Records contained in a dataset:
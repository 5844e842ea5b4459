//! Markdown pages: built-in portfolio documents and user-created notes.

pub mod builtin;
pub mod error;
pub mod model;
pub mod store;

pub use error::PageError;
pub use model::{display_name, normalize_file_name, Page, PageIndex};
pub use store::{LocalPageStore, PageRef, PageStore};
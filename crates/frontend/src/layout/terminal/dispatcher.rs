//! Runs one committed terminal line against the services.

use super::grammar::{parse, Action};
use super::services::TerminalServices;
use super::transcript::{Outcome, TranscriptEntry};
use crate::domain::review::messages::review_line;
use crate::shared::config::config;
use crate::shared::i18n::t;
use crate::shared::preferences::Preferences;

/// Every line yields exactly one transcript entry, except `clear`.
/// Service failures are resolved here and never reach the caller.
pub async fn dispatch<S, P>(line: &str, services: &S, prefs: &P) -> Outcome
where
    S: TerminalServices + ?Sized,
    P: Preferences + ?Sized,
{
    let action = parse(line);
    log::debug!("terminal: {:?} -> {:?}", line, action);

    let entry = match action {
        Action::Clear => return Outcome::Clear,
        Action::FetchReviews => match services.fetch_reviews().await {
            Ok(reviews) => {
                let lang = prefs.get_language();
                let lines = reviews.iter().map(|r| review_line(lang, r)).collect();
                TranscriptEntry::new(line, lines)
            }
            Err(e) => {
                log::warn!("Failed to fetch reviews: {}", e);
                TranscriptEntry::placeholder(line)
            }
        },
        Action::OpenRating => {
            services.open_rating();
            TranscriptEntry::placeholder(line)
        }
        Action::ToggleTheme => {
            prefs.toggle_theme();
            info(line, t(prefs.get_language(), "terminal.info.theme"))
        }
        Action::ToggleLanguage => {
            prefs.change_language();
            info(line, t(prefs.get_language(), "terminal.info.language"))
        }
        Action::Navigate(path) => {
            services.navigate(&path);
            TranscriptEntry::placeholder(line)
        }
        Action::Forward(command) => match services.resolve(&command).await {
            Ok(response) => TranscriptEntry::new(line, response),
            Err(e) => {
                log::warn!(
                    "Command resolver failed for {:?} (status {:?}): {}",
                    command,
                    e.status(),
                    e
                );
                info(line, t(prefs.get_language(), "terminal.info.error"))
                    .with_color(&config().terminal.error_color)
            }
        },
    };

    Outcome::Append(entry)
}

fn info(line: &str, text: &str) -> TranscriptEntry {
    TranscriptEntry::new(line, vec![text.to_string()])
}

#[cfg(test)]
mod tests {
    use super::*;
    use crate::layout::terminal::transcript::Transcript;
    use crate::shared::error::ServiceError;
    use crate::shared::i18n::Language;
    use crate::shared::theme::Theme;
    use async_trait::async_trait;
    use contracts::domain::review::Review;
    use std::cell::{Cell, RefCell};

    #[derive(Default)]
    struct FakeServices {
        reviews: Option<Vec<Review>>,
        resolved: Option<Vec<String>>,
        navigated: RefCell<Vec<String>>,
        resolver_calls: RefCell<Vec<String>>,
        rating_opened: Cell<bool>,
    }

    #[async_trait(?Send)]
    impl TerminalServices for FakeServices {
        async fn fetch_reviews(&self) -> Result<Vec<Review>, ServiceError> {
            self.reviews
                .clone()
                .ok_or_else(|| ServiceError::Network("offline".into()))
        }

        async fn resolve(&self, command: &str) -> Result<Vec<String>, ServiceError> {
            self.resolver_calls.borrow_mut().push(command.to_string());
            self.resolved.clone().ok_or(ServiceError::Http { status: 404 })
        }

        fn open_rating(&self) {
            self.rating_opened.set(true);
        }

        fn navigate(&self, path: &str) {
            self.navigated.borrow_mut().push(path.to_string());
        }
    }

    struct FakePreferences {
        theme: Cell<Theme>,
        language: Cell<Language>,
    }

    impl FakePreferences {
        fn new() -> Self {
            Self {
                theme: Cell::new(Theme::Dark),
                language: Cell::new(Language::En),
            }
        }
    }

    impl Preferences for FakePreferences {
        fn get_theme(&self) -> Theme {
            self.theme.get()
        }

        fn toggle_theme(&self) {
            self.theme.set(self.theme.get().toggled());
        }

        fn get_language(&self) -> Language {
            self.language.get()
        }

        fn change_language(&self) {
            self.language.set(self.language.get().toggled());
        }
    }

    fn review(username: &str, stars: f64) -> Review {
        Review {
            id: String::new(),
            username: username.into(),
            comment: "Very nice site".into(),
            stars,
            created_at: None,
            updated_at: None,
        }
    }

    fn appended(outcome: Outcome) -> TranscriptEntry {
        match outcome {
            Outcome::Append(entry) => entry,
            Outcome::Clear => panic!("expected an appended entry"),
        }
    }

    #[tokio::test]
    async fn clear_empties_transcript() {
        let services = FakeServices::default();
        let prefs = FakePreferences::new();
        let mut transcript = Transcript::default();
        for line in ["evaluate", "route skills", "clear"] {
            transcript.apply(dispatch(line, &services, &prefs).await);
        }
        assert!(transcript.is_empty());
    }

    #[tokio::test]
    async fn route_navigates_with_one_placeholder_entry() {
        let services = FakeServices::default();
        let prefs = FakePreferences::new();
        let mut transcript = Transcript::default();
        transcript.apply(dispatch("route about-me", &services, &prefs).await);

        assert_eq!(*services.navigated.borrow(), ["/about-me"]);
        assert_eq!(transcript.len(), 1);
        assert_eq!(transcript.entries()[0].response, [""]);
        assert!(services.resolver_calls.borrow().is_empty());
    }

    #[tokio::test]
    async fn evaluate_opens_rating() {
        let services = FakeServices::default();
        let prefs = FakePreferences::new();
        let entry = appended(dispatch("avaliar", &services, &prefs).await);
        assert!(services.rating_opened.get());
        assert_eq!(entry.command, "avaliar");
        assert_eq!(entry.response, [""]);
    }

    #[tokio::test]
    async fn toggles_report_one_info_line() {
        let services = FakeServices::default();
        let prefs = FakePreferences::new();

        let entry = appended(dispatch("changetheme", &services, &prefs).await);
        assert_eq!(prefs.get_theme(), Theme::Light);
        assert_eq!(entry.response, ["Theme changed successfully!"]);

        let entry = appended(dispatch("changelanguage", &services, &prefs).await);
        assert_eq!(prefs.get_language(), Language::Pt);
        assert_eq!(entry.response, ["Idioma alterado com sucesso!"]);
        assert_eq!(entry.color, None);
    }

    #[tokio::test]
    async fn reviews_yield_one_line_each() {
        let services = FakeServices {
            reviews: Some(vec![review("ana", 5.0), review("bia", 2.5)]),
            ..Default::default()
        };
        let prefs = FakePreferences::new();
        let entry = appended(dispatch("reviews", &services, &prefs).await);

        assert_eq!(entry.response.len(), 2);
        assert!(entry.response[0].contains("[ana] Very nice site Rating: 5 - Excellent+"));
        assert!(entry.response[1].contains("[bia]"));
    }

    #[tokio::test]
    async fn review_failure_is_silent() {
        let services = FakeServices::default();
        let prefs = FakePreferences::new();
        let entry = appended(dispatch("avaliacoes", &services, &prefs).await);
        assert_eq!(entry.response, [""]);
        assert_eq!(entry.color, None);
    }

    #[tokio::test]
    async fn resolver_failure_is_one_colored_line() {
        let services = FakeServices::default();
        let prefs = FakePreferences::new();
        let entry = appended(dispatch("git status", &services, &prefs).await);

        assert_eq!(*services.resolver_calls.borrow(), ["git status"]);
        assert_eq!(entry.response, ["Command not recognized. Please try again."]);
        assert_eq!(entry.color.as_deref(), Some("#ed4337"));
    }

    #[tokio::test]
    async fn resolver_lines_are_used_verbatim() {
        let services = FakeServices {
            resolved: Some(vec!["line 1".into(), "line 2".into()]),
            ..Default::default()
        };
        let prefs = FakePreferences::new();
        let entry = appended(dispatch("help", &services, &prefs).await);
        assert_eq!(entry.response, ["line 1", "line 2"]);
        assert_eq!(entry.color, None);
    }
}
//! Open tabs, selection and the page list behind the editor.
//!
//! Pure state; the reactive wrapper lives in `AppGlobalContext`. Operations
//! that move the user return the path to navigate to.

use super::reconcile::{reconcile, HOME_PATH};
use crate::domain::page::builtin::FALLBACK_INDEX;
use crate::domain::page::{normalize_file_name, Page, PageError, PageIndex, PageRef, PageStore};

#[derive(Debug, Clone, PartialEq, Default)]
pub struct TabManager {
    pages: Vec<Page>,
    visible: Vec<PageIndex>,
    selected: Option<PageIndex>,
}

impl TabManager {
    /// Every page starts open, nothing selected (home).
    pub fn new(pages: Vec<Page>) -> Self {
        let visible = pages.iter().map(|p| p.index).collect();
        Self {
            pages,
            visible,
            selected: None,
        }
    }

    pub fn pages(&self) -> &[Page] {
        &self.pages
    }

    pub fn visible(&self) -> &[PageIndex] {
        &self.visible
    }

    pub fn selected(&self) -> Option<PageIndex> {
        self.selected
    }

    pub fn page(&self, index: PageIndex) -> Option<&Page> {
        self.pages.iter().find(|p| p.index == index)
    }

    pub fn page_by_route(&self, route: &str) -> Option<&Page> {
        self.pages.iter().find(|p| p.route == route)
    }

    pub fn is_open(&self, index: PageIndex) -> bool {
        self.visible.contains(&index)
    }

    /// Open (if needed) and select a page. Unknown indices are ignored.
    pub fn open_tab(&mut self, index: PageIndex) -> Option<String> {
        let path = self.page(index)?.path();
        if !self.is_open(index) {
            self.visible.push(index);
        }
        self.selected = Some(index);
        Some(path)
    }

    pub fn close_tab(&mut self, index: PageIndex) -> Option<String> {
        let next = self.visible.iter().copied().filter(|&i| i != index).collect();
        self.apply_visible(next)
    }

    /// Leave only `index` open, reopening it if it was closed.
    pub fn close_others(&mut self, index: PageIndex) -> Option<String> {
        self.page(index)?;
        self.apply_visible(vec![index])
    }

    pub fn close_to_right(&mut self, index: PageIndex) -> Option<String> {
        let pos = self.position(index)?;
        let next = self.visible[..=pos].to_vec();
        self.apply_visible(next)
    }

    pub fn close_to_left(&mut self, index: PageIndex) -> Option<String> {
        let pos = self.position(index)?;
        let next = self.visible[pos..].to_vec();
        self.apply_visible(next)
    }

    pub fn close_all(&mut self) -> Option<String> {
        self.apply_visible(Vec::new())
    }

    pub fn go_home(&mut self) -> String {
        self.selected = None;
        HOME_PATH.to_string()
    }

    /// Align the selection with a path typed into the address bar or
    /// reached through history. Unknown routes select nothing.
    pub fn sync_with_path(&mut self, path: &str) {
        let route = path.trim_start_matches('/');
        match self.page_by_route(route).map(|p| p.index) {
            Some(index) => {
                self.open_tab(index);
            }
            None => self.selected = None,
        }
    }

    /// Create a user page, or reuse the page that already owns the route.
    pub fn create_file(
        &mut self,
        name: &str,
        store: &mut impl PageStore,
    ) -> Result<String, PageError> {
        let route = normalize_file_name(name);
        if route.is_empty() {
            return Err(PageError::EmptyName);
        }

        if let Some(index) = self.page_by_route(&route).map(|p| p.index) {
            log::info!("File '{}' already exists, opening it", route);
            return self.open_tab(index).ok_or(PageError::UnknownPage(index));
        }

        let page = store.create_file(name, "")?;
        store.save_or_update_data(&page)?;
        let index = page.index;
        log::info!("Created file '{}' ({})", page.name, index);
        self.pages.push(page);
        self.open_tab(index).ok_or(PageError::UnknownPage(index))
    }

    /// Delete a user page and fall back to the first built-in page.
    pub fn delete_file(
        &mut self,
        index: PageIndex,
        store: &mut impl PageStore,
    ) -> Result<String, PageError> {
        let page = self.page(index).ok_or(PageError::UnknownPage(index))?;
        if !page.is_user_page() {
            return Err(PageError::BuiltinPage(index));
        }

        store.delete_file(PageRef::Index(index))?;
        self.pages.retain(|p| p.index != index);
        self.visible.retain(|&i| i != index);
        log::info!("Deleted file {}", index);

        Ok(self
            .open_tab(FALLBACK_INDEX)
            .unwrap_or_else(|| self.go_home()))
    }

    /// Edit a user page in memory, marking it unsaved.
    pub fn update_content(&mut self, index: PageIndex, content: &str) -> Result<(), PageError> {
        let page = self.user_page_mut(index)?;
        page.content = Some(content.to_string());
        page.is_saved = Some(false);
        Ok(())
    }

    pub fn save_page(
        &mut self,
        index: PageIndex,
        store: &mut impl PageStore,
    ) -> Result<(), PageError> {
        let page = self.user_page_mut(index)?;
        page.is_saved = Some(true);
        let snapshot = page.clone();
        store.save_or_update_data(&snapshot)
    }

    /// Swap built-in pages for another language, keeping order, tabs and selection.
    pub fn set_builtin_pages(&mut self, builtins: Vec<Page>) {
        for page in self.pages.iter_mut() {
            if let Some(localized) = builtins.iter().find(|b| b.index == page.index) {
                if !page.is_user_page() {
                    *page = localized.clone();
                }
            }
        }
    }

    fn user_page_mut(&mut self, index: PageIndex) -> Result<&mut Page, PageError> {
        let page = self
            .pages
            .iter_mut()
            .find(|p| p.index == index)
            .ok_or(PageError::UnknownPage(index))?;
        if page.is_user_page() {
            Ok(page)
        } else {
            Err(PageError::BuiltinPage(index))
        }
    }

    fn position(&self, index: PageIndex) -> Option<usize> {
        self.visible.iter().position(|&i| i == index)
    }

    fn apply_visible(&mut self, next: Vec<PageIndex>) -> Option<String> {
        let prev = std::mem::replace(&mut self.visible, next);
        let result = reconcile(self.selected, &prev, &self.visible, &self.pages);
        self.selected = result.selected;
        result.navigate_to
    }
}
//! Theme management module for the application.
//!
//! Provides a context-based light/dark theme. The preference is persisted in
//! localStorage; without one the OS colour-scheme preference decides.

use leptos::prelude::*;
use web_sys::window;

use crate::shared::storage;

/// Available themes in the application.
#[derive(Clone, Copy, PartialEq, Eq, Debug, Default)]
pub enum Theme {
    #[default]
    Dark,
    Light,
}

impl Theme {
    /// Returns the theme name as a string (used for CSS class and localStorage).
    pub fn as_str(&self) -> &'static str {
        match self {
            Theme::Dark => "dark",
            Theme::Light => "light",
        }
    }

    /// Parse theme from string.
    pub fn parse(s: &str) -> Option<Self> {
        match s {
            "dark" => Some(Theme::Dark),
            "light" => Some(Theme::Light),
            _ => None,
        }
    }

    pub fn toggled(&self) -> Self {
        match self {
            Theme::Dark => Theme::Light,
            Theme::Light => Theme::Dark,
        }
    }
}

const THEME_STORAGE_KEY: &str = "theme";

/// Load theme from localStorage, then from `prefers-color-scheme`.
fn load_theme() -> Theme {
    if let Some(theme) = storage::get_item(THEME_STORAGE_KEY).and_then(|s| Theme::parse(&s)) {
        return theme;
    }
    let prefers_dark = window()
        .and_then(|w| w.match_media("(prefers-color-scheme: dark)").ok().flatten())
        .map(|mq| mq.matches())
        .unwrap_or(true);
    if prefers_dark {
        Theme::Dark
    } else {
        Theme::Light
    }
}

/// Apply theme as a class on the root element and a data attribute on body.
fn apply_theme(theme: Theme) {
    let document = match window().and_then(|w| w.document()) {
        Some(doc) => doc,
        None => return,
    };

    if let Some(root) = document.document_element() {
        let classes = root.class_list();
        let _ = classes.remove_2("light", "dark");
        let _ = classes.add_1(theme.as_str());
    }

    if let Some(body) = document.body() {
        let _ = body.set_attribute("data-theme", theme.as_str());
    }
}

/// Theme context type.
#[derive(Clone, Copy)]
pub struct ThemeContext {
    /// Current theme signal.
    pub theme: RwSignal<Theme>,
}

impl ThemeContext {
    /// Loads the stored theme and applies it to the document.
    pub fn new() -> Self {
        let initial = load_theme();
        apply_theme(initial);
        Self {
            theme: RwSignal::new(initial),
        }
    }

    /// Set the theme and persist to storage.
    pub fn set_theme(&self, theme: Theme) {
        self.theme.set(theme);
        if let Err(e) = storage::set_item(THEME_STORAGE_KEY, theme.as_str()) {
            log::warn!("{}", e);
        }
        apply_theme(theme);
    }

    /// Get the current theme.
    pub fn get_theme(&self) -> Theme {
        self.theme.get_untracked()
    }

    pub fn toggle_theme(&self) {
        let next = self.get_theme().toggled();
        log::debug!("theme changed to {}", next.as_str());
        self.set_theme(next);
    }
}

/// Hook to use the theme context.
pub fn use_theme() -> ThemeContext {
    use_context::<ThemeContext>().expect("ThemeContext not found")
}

Problem requirements: Gather all lines with the string "stars" from the data.

Answer box:
    fn review(username: &str, stars: f64) -> Review {
            stars,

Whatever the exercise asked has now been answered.